Le bilan du Plan national d'actions en faveur du Panicaut vivipare a été présenté  au Conseil national de Protection de la nature (CNPN) en début d'année 2020. Ses membres ont félicité les acteurs pour le travail accompli au cours des dernières six années et encouragé la poursuite des actions.

En quelques mots, les objectifs du Plan national d'actions

Le Panicaut vivipare figure parmi les plantes les plus rares et les plus menacées d'Europe.
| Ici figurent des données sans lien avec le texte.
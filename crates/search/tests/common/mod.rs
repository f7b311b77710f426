#![allow(dead_code)]

//! In-memory participant data shared by the integration tests.

use chrono::{DateTime, TimeZone, Utc};
use uuid::Uuid;

use cohort_search::model::{
    Answer, Enrollee, Family, KitRequest, KitRequestStatus, ParticipantTask, ParticipantUser,
    PortalParticipantUser, TaskStatus,
};
use cohort_search::store::ParticipantStore;

#[derive(Default)]
pub struct InMemoryStore {
    pub answers: Vec<(Uuid, Answer)>,
    /// (profile_id, study_name, answer) rows for cross-study lookups.
    pub cross_study_answers: Vec<(Uuid, String, Answer)>,
    pub tasks: Vec<(Uuid, ParticipantTask)>,
    pub kits: Vec<(Uuid, KitRequest)>,
    pub users: Vec<ParticipantUser>,
    pub portal_users: Vec<PortalParticipantUser>,
    pub families: Vec<(Uuid, Family)>,
}

impl InMemoryStore {
    pub fn add_answer(&mut self, enrollee_id: Uuid, survey: &str, question: &str, value: &str) {
        self.answers.push((
            enrollee_id,
            Answer {
                survey_stable_id: survey.to_string(),
                question_stable_id: question.to_string(),
                string_value: Some(value.to_string()),
                ..Default::default()
            },
        ));
    }

    pub fn add_cross_study_answer(
        &mut self,
        profile_id: Uuid,
        study: &str,
        survey: &str,
        question: &str,
        value: &str,
    ) {
        self.cross_study_answers.push((
            profile_id,
            study.to_string(),
            Answer {
                survey_stable_id: survey.to_string(),
                question_stable_id: question.to_string(),
                string_value: Some(value.to_string()),
                ..Default::default()
            },
        ));
    }

    pub fn add_task(&mut self, enrollee_id: Uuid, target: &str, status: TaskStatus) {
        self.tasks.push((
            enrollee_id,
            ParticipantTask {
                id: Uuid::new_v4(),
                target_stable_id: target.to_string(),
                status,
                created_at: instant(2024, 1, 1),
                completed_at: None,
            },
        ));
    }

    pub fn add_kit(
        &mut self,
        enrollee_id: Uuid,
        status: KitRequestStatus,
        last_updated_at: DateTime<Utc>,
    ) {
        self.kits.push((
            enrollee_id,
            KitRequest {
                id: Uuid::new_v4(),
                status,
                created_at: last_updated_at,
                last_updated_at,
            },
        ));
    }

    pub fn add_family(&mut self, enrollee_id: Uuid, shortcode: &str) {
        self.families.push((
            enrollee_id,
            Family {
                id: Uuid::new_v4(),
                shortcode: shortcode.to_string(),
            },
        ));
    }
}

impl ParticipantStore for InMemoryStore {
    fn find_answer(&self, enrollee_id: Uuid, survey: &str, question: &str) -> Option<Answer> {
        self.answers
            .iter()
            .find(|(owner, answer)| {
                *owner == enrollee_id
                    && answer.survey_stable_id == survey
                    && answer.question_stable_id == question
            })
            .map(|(_, answer)| answer.clone())
    }

    fn find_answer_for_profile(
        &self,
        profile_id: Uuid,
        study_name: &str,
        survey: &str,
        question: &str,
    ) -> Option<Answer> {
        self.cross_study_answers
            .iter()
            .find(|(owner, study, answer)| {
                *owner == profile_id
                    && study == study_name
                    && answer.survey_stable_id == survey
                    && answer.question_stable_id == question
            })
            .map(|(_, _, answer)| answer.clone())
    }

    fn find_task(&self, enrollee_id: Uuid, target: &str) -> Option<ParticipantTask> {
        self.tasks
            .iter()
            .find(|(owner, task)| *owner == enrollee_id && task.target_stable_id == target)
            .map(|(_, task)| task.clone())
    }

    fn kits_for_enrollee(&self, enrollee_id: Uuid) -> Vec<KitRequest> {
        self.kits
            .iter()
            .filter(|(owner, _)| *owner == enrollee_id)
            .map(|(_, kit)| kit.clone())
            .collect()
    }

    fn find_user(&self, participant_user_id: Uuid) -> Option<ParticipantUser> {
        self.users
            .iter()
            .find(|user| user.id == participant_user_id)
            .cloned()
    }

    fn find_portal_user(&self, profile_id: Uuid) -> Option<PortalParticipantUser> {
        self.portal_users
            .iter()
            .find(|portal_user| portal_user.profile_id == profile_id)
            .cloned()
    }

    fn families_for_enrollee(&self, enrollee_id: Uuid) -> Vec<Family> {
        self.families
            .iter()
            .filter(|(owner, _)| *owner == enrollee_id)
            .map(|(_, family)| family.clone())
            .collect()
    }
}

pub fn enrollee() -> Enrollee {
    Enrollee {
        id: Uuid::new_v4(),
        shortcode: "AABBCC".to_string(),
        study_environment_id: Uuid::new_v4(),
        participant_user_id: Uuid::new_v4(),
        profile_id: Uuid::new_v4(),
        subject: true,
        consented: false,
        created_at: instant(2024, 3, 1),
    }
}

pub fn instant(year: i32, month: u32, day: u32) -> DateTime<Utc> {
    Utc.with_ymd_and_hms(year, month, day, 0, 0, 0).unwrap()
}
Identifié comme une priorité par l'Etat, il fait l'objet d'un Plan national d'actions, coordonné depuis 2013 par le Conservatoire botanique national de Brest qui implique le plus largement possible les acteurs locaux afin :

  • d'améliorer les connaissances concernant la biologie et l'écologie de l'espèce,
  • de conserver et étendre la population de Panicaut vivipare de Belz et de restaurer les populations disparues,
  • d'informer et de communiquer sur l'espèce auprès des scientifiques, des élus et du grand public.

Ce qu'il faut retenir

Le bilan des 6 années met en avant :

  • Un réseau d'acteurs impliqués et une gouvernance multi-partenariale réussie.
  • Une avancée sur la connaissance de l'espèce et des protocoles d'études.
  • Un travail de multiplication de plants et récolte de graines maitrisé, un travail sur les herbiers à poursuivre.
  • Des pratiques de gestion améliorées mais une conservation de l'espèce sur site à l'état sauvage qui reste fragile.
  • Des tests de réintroduction sur des sites expérimentaux qui laissent présager un maintien durable.
  • Une espèce de plus en plus connue des passionnés de nature, des botanistes, des élus et du grand public.